# WHAT YOU HAVE TO DO
Only a number is expected in reply: the count of lines below where the word "epoch" occurs.

══ PROVIDED RECORDS ══

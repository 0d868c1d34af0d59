//! Error types for the vault.

use crate::types::DocumentId;
use std::fmt;
use thiserror::Error;

/// Restore stage reached when a restore failed.
#[derive(Clone, Copy, Debug, PartialEq, Eq)]
pub enum RestoreStage {
    Wipe,
    Recreate,
    Extract,
}

impl fmt::Display for RestoreStage {
    fn fmt(&self, f: &mut fmt::Formatter<'_>) -> fmt::Result {
        match self {
            RestoreStage::Wipe => write!(f, "wipe"),
            RestoreStage::Recreate => write!(f, "recreate"),
            RestoreStage::Extract => write!(f, "extract"),
        }
    }
}

/// Main error type for vault operations.
#[derive(Debug, Error)]
pub enum VaultError {
    #[error("IO error: {0}")]
    Io(#[from] std::io::Error),

    #[error("Document not found: {0}")]
    DocumentNotFound(DocumentId),

    #[error("Version not found: {0}")]
    VersionNotFound(String),

    #[error("Archive not found: {0}")]
    ArchiveNotFound(String),

    #[error("Corrupt entry: {0}")]
    CorruptEntry(String),

    #[error("Serialization error: {0}")]
    Serialization(String),

    #[error("Invalid name: {0}")]
    InvalidName(String),

    #[error("Vault is locked by another process")]
    Locked,

    /// The live tree may be partial; re-run restore against `safety_archive`.
    #[error("Restore failed during {stage} (recover from safety archive {safety_archive}): {source}")]
    RestoreFailed {
        stage: RestoreStage,
        safety_archive: String,
        #[source]
        source: Box<VaultError>,
    },
}

impl From<serde_json::Error> for VaultError {
    fn from(e: serde_json::Error) -> Self {
        VaultError::Serialization(e.to_string())
    }
}

/// Result type for vault operations.
pub type Result<T> = std::result::Result<T, VaultError>;
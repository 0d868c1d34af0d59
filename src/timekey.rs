//! Sortable timestamp keys.
//!
//! Version entries and archives are both named from the same encoding so that
//! "list newest first" is a pure string sort on filenames. The encoding is
//! fixed-width and zero-padded: `YYYYMMDD_HHMMSSmmm_NN`, where `mmm` is the
//! millisecond component and `NN` is a counter that disambiguates keys minted
//! within the same millisecond (bumped by the writer, never overwritten).

use chrono::{DateTime, NaiveDateTime, Utc};
use std::fmt;

/// strftime layout for the date/time portion of a key.
const STAMP_FORMAT: &str = "%Y%m%d_%H%M%S%3f";

/// Width of the encoded date/time portion.
const STAMP_LEN: usize = 18;

/// Total width of an encoded key.
pub const ENCODED_LEN: usize = STAMP_LEN + 3;

/// Highest counter value before the key space for one millisecond runs out.
const MAX_SEQ: u8 = 99;

/// A sortable point-in-time key.
///
/// Ordering on the struct matches lexical ordering of [`TimeKey::encode`].
#[derive(Clone, Copy, PartialEq, Eq, PartialOrd, Ord, Hash)]
pub struct TimeKey {
    /// Milliseconds since the Unix epoch (the encoding's full precision).
    millis: i64,
    /// Same-millisecond disambiguation counter.
    seq: u8,
}

impl TimeKey {
    /// Key for the current wall-clock time, counter zero.
    pub fn now() -> Self {
        Self::from_datetime(Utc::now())
    }

    /// Key for an explicit instant, counter zero.
    pub fn from_datetime(dt: DateTime<Utc>) -> Self {
        TimeKey {
            millis: dt.timestamp_millis(),
            seq: 0,
        }
    }

    /// The same instant with the next counter value, or `None` once the
    /// per-millisecond key space is exhausted.
    pub fn next_seq(self) -> Option<Self> {
        if self.seq >= MAX_SEQ {
            None
        } else {
            Some(TimeKey {
                millis: self.millis,
                seq: self.seq + 1,
            })
        }
    }

    /// Milliseconds since the Unix epoch.
    pub fn timestamp_millis(&self) -> i64 {
        self.millis
    }

    /// Encode to the fixed-width sortable form.
    pub fn encode(&self) -> String {
        let dt = DateTime::<Utc>::from_timestamp_millis(self.millis)
            .unwrap_or_else(|| DateTime::<Utc>::from_timestamp_millis(0).unwrap());
        format!("{}_{:02}", dt.format(STAMP_FORMAT), self.seq)
    }

    /// Decode a fixed-width key. Returns `None` for anything that does not
    /// match the encoding exactly.
    pub fn decode(s: &str) -> Option<Self> {
        if s.len() != ENCODED_LEN || !s.is_ascii() {
            return None;
        }
        let (stamp, rest) = s.split_at(STAMP_LEN);
        let seq = rest.strip_prefix('_')?.parse::<u8>().ok()?;
        if seq > MAX_SEQ {
            return None;
        }
        let naive = NaiveDateTime::parse_from_str(stamp, STAMP_FORMAT).ok()?;
        Some(TimeKey {
            millis: naive.and_utc().timestamp_millis(),
            seq,
        })
    }

    /// Human-readable form, `YYYY-MM-DD HH:MM:SS`.
    pub fn display_date(&self) -> String {
        let dt = DateTime::<Utc>::from_timestamp_millis(self.millis)
            .unwrap_or_else(|| DateTime::<Utc>::from_timestamp_millis(0).unwrap());
        dt.format("%Y-%m-%d %H:%M:%S").to_string()
    }
}

impl fmt::Debug for TimeKey {
    fn fmt(&self, f: &mut fmt::Formatter<'_>) -> fmt::Result {
        write!(f, "TimeKey({})", self.encode())
    }
}

impl fmt::Display for TimeKey {
    fn fmt(&self, f: &mut fmt::Formatter<'_>) -> fmt::Result {
        write!(f, "{}", self.encode())
    }
}
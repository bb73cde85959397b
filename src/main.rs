mod message;
mod room;
mod session;
mod shared;
mod websockets;

use axum::{
    routing::{get, post},
    Json, Router,
};
use serde_json::json;
use shared::{AppState, BrokerConfig};
use std::sync::Arc;
use tower_http::trace::TraceLayer;
use tracing::info;
use tracing_subscriber::{layer::SubscriberExt, util::SubscriberInitExt};

#[tokio::main]
async fn main() {
    // Initialize tracing
    tracing_subscriber::registry()
        .with(
            tracing_subscriber::EnvFilter::try_from_default_env()
                .unwrap_or_else(|_| "parlor=debug,tower_http=debug".into()),
        )
        .with(tracing_subscriber::fmt::layer())
        .init();

    info!("Starting Parlor chat broker");

    let config = BrokerConfig::default();
    let sweep_interval = config.session_sweep_interval;
    let app_state = AppState::new(config);

    // Background sweep of expired sessions; lazy expiry on read remains the
    // correctness guarantee
    tokio::spawn(session::sweeper::start_session_sweep_task(
        Arc::clone(&app_state.sessions),
        sweep_interval,
    ));

    let app = Router::new()
        .route("/health", get(|| async { Json(json!({"status": "ok"})) }))
        .route("/rooms", post(room::create_room).get(room::list_rooms))
        .route("/rooms/:room_id", get(room::get_room))
        .route("/sessions", post(session::create_session))
        .route(
            "/sessions/me",
            get(session::get_current_session).delete(session::delete_session),
        )
        .route("/ws/:room_id", get(websockets::websocket_handler))
        .layer(TraceLayer::new_for_http())
        .with_state(app_state);

    let listener = tokio::net::TcpListener::bind("0.0.0.0:3000").await.unwrap();
    info!("Server running on http://localhost:3000");
    axum::serve(listener, app).await.unwrap();
}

═══

# SOLUTION TO THIS TASK
2